impl OAuthFlow {
    pub fn new(config: OAuthConfig, store: Arc<CredentialStore>) -> Result<Self, OAuthError> {
        validate_redirect_uri(&config.redirect_uri)?;
        let http = reqwest::Client::builder()
            .timeout(Duration::from_millis(config.request_timeout_ms.max(1)))
            .build()
            .map_err(|error| OAuthError::Setup(format!("failed to build http client: {error}")))?;
        Ok(Self {
            config,
            http,
            store,
            state: Mutex::new(AuthState::Unauthenticated),
        })
    }

    pub fn config(&self) -> &OAuthConfig {
        &self.config
    }

    pub fn store(&self) -> &CredentialStore {
        &self.store
    }

    pub fn state(&self) -> AuthState {
        *self.state.lock().unwrap_or_else(PoisonError::into_inner)
    }

    fn transition(&self, next: AuthState) -> Result<(), OAuthError> {
        let mut state = self.state.lock().unwrap_or_else(PoisonError::into_inner);
        if !state.can_transition_to(next) {
            return Err(OAuthError::InvalidTransition {
                from: *state,
                to: next,
            });
        }
        tracing::debug!(from = ?*state, to = ?next, "auth state change");
        *state = next;
        Ok(())
    }

    fn set_state(&self, next: AuthState) {
        *self.state.lock().unwrap_or_else(PoisonError::into_inner) = next;
    }

    /// Credentials loaded from disk put a fresh flow into the authenticated state.
    fn adopt_stored(&self) {
        let mut state = self.state.lock().unwrap_or_else(PoisonError::into_inner);
        if *state == AuthState::Unauthenticated {
            *state = AuthState::Authenticated;
        }
    }

    fn begin_flow(&self) -> Result<(), OAuthError> {
        if self.config.client_id.trim().is_empty() {
            return Err(OAuthError::Setup(
                "no oauth client id is configured".to_string(),
            ));
        }
        match self.state() {
            AuthState::Expired | AuthState::Authenticated => {
                self.transition(AuthState::Unauthenticated)?
            }
            _ => {}
        }
        self.transition(AuthState::AwaitingCallback)
    }

    fn finish_flow(
        &self,
        result: Result<OAuthCredentials, OAuthError>,
    ) -> Result<OAuthCredentials, OAuthError> {
        if let Err(error) = &result {
            tracing::warn!(error = %error, "oauth sign-in failed");
            self.set_state(AuthState::Unauthenticated);
        }
        result
    }

    /// Runs the browser flow: binds the loopback listener, hands the
    /// authorization URL to `on_prompt`, and waits for the redirect.
    pub async fn start_auth_flow<F>(&self, on_prompt: F) -> Result<OAuthCredentials, OAuthError>
    where
        F: FnOnce(&AuthorizationPrompt),
    {
        self.begin_flow()?;
        let result = self.run_loopback(on_prompt).await;
        self.finish_flow(result)
    }

    async fn run_loopback<F>(&self, on_prompt: F) -> Result<OAuthCredentials, OAuthError>
    where
        F: FnOnce(&AuthorizationPrompt),
    {
        let pkce = PkcePair::generate();
        let state = generate_state();
        let url = build_authorization_url(&self.config, &pkce, &state)?;

        let listener = TcpListener::bind(&self.config.callback_bind)
            .await
            .map_err(|error| {
                OAuthError::Setup(format!(
                    "failed to bind oauth callback listener {}: {error}",
                    self.config.callback_bind
                ))
            })?;
        let listening_on = listener.local_addr().map_err(|error| {
            OAuthError::Setup(format!("failed to read callback listener address: {error}"))
        })?;

        let companion = bind_ipv6_companion(listening_on).await;
        let ipv6_listening_on = companion
            .as_ref()
            .and_then(|listener| listener.local_addr().ok());

        let (callback_tx, callback_rx) = oneshot::channel();
        let (shutdown_tx, shutdown_rx) = watch::channel(false);
        let app = Router::new()
            .route(CALLBACK_PATH, get(handle_callback))
            .with_state(CallbackSlot {
                sender: Arc::new(Mutex::new(Some(callback_tx))),
            });
        let servers = std::iter::once(listener)
            .chain(companion)
            .map(|listener| {
                let app = app.clone();
                let mut shutdown_rx = shutdown_rx.clone();
                tokio::spawn(async move {
                    axum::serve(listener, app)
                        .with_graceful_shutdown(async move {
                            let _ = shutdown_rx.wait_for(|stop| *stop).await;
                        })
                        .await
                })
            })
            .collect::<Vec<_>>();
        tracing::debug!(%listening_on, ?ipv6_listening_on, "oauth callback listener ready");

        on_prompt(&AuthorizationPrompt {
            url,
            listening_on,
            ipv6_listening_on,
        });

        let outcome = tokio::time::timeout(self.config.callback_timeout, callback_rx).await;
        let _ = shutdown_tx.send(true);
        for server in servers {
            if tokio::time::timeout(Duration::from_secs(2), server)
                .await
                .is_err()
            {
                tracing::debug!("oauth callback listener did not stop within 2s");
            }
        }

        let params = match outcome {
            Err(_) => return Err(OAuthError::CallbackTimeout(self.config.callback_timeout)),
            Ok(Err(_)) => {
                return Err(OAuthError::Setup(
                    "callback listener stopped before a redirect arrived".to_string(),
                ))
            }
            Ok(Ok(params)) => params,
        };
        let code = params.into_code(&state)?;
        self.exchange_code(&code, &pkce).await
    }

    /// Runs the paste-back flow for machines without a local browser.
    ///
    /// `read_input` receives the authorization URL and returns whatever the
    /// user pasted. It runs on the blocking pool.
    pub async fn start_headless_auth_flow<F>(
        &self,
        read_input: F,
    ) -> Result<OAuthCredentials, OAuthError>
    where
        F: FnOnce(&str) -> std::io::Result<String> + Send + 'static,
    {
        self.begin_flow()?;
        let result = self.run_headless(read_input).await;
        self.finish_flow(result)
    }

    async fn run_headless<F>(&self, read_input: F) -> Result<OAuthCredentials, OAuthError>
    where
        F: FnOnce(&str) -> std::io::Result<String> + Send + 'static,
    {
        let pkce = PkcePair::generate();
        let state = generate_state();
        let url = build_authorization_url(&self.config, &pkce, &state)?;
        let input = tokio::task::spawn_blocking(move || read_input(&url))
            .await
            .map_err(|error| OAuthError::Setup(format!("input reader panicked: {error}")))?
            .map_err(|error| OAuthError::Setup(format!("failed to read pasted input: {error}")))?;
        let code = parse_callback_input(&input, &state)?;
        self.exchange_code(&code, &pkce).await
    }

    async fn exchange_code(
        &self,
        code: &str,
        pkce: &PkcePair,
    ) -> Result<OAuthCredentials, OAuthError> {
        self.transition(AuthState::Exchanging)?;
        let mut form = vec![
            ("grant_type", "authorization_code"),
            ("code", code),
            ("client_id", self.config.client_id.as_str()),
            ("redirect_uri", self.config.redirect_uri.as_str()),
            ("code_verifier", pkce.verifier()),
        ];
        if let Some(secret) = self.config.client_secret.as_deref() {
            form.push(("client_secret", secret));
        }
        let grant = self
            .request_token(&form)
            .await
            .map_err(OAuthError::TokenExchange)?;
        let email = self.fetch_email(&grant.access_token).await?;
        let credentials = OAuthCredentials {
            access_token: grant.access_token,
            refresh_token: grant.refresh_token,
            expires_unix: current_unix_timestamp().saturating_add(grant.expires_in),
            email,
        };
        self.persist(&credentials)?;
        self.store
            .set_active_account(&credentials.email)
            .map_err(|error| OAuthError::Storage(format!("{error:#}")))?;
        self.transition(AuthState::Authenticated)?;
        tracing::info!(email = %credentials.email, "signed in");
        Ok(credentials)
    }

    /// Trades the refresh token for a new access token and persists the result.
    ///
    /// A response without a new refresh token keeps the old one.
    pub async fn refresh_token(
        &self,
        credentials: &OAuthCredentials,
    ) -> Result<OAuthCredentials, OAuthError> {
        self.adopt_stored();
        let Some(refresh_token) = credentials
            .refresh_token
            .as_deref()
            .map(str::trim)
            .filter(|token| !token.is_empty())
        else {
            self.expire();
            return Err(OAuthError::Refresh("no refresh token is stored".to_string()));
        };
        self.transition(AuthState::Refreshing)?;

        let mut form = vec![
            ("grant_type", "refresh_token"),
            ("refresh_token", refresh_token),
            ("client_id", self.config.client_id.as_str()),
        ];
        if let Some(secret) = self.config.client_secret.as_deref() {
            form.push(("client_secret", secret));
        }
        let grant = match self.request_token(&form).await {
            Ok(grant) => grant,
            Err(error) => {
                self.expire();
                return Err(OAuthError::Refresh(error));
            }
        };
        let refreshed = OAuthCredentials {
            access_token: grant.access_token,
            refresh_token: grant
                .refresh_token
                .or_else(|| credentials.refresh_token.clone()),
            expires_unix: current_unix_timestamp().saturating_add(grant.expires_in),
            email: credentials.email.clone(),
        };
        if let Err(error) = self.persist(&refreshed) {
            self.expire();
            return Err(error);
        }
        self.transition(AuthState::Authenticated)?;
        tracing::debug!(email = %refreshed.email, "access token refreshed");
        Ok(refreshed)
    }

    /// Returns usable credentials, refreshing first when they expire within
    /// [`EXPIRY_SKEW_SECS`].
    pub async fn ensure_valid(
        &self,
        credentials: &OAuthCredentials,
    ) -> Result<OAuthCredentials, OAuthError> {
        self.adopt_stored();
        if is_valid(credentials) {
            return Ok(credentials.clone());
        }
        tracing::debug!(email = %credentials.email, "access token near expiry; refreshing");
        self.refresh_token(credentials).await
    }

    /// Revokes the token remotely and always removes the local copy.
    ///
    /// Returns whether the remote revocation succeeded.
    pub async fn revoke_token(&self, credentials: &OAuthCredentials) -> Result<bool, OAuthError> {
        let token = credentials
            .refresh_token
            .as_deref()
            .filter(|token| !token.trim().is_empty())
            .unwrap_or(credentials.access_token.as_str());
        let revoked = match self
            .http
            .post(&self.config.revoke_endpoint)
            .form(&[("token", token)])
            .send()
            .await
        {
            Ok(response) if response.status().is_success() => true,
            Ok(response) => {
                tracing::warn!(status = %response.status(), "token revocation was rejected");
                false
            }
            Err(error) => {
                tracing::warn!(error = %error, "token revocation request failed");
                false
            }
        };
        self.store
            .delete(&credentials.email)
            .map_err(|error| OAuthError::Storage(format!("{error:#}")))?;
        self.set_state(AuthState::Unauthenticated);
        Ok(revoked)
    }

    fn expire(&self) {
        let current = self.state();
        if current.can_transition_to(AuthState::Expired) {
            self.set_state(AuthState::Expired);
        }
    }

    fn persist(&self, credentials: &OAuthCredentials) -> Result<(), OAuthError> {
        self.store
            .store(&credentials.email, credentials)
            .map_err(|error| OAuthError::Storage(format!("{error:#}")))
    }

    async fn request_token(&self, form: &[(&str, &str)]) -> Result<TokenGrant, String> {
        let response = self
            .http
            .post(&self.config.token_endpoint)
            .form(form)
            .send()
            .await
            .map_err(|error| format!("token request failed: {error}"))?;
        let status = response.status();
        if !status.is_success() {
            let body = response
                .text()
                .await
                .unwrap_or_else(|_| "<unreadable response body>".to_string());
            return Err(format!(
                "token endpoint returned status {status} body {body}"
            ));
        }
        let payload = response
            .json::<Value>()
            .await
            .map_err(|error| format!("failed to decode token response: {error}"))?;
        let access_token = payload
            .get("access_token")
            .and_then(Value::as_str)
            .map(str::trim)
            .filter(|value| !value.is_empty())
            .ok_or_else(|| "token response missing access_token".to_string())?
            .to_string();
        Ok(TokenGrant {
            access_token,
            refresh_token: payload
                .get("refresh_token")
                .and_then(Value::as_str)
                .map(str::trim)
                .filter(|value| !value.is_empty())
                .map(ToString::to_string),
            expires_in: payload
                .get("expires_in")
                .and_then(Value::as_u64)
                .unwrap_or(DEFAULT_TOKEN_LIFETIME_SECS),
        })
    }

    async fn fetch_email(&self, access_token: &str) -> Result<String, OAuthError> {
        let response = self
            .http
            .get(&self.config.userinfo_endpoint)
            .bearer_auth(access_token)
            .send()
            .await
            .map_err(|error| OAuthError::UserInfo(error.to_string()))?;
        let status = response.status();
        if !status.is_success() {
            return Err(OAuthError::UserInfo(format!(
                "userinfo endpoint returned status {status}"
            )));
        }
        let payload = response
            .json::<Value>()
            .await
            .map_err(|error| OAuthError::UserInfo(error.to_string()))?;
        payload
            .get("email")
            .and_then(Value::as_str)
            .map(str::trim)
            .filter(|email| !email.is_empty())
            .map(ToString::to_string)
            .ok_or_else(|| OAuthError::UserInfo("userinfo response has no email".to_string()))
    }
}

Instructions to follow: Give back exactly the lines above starting at the line where "let input = tokio::task::spawn_blocking(move" appears and ending at the line where "to read pasted" appears, both included, with no other lines.

Your response:
        let input = tokio::task::spawn_blocking(move || read_input(&url))
            .await
            .map_err(|error| OAuthError::Setup(format!("input reader panicked: {error}")))?
            .map_err(|error| OAuthError::Setup(format!("failed to read pasted input: {error}")))?;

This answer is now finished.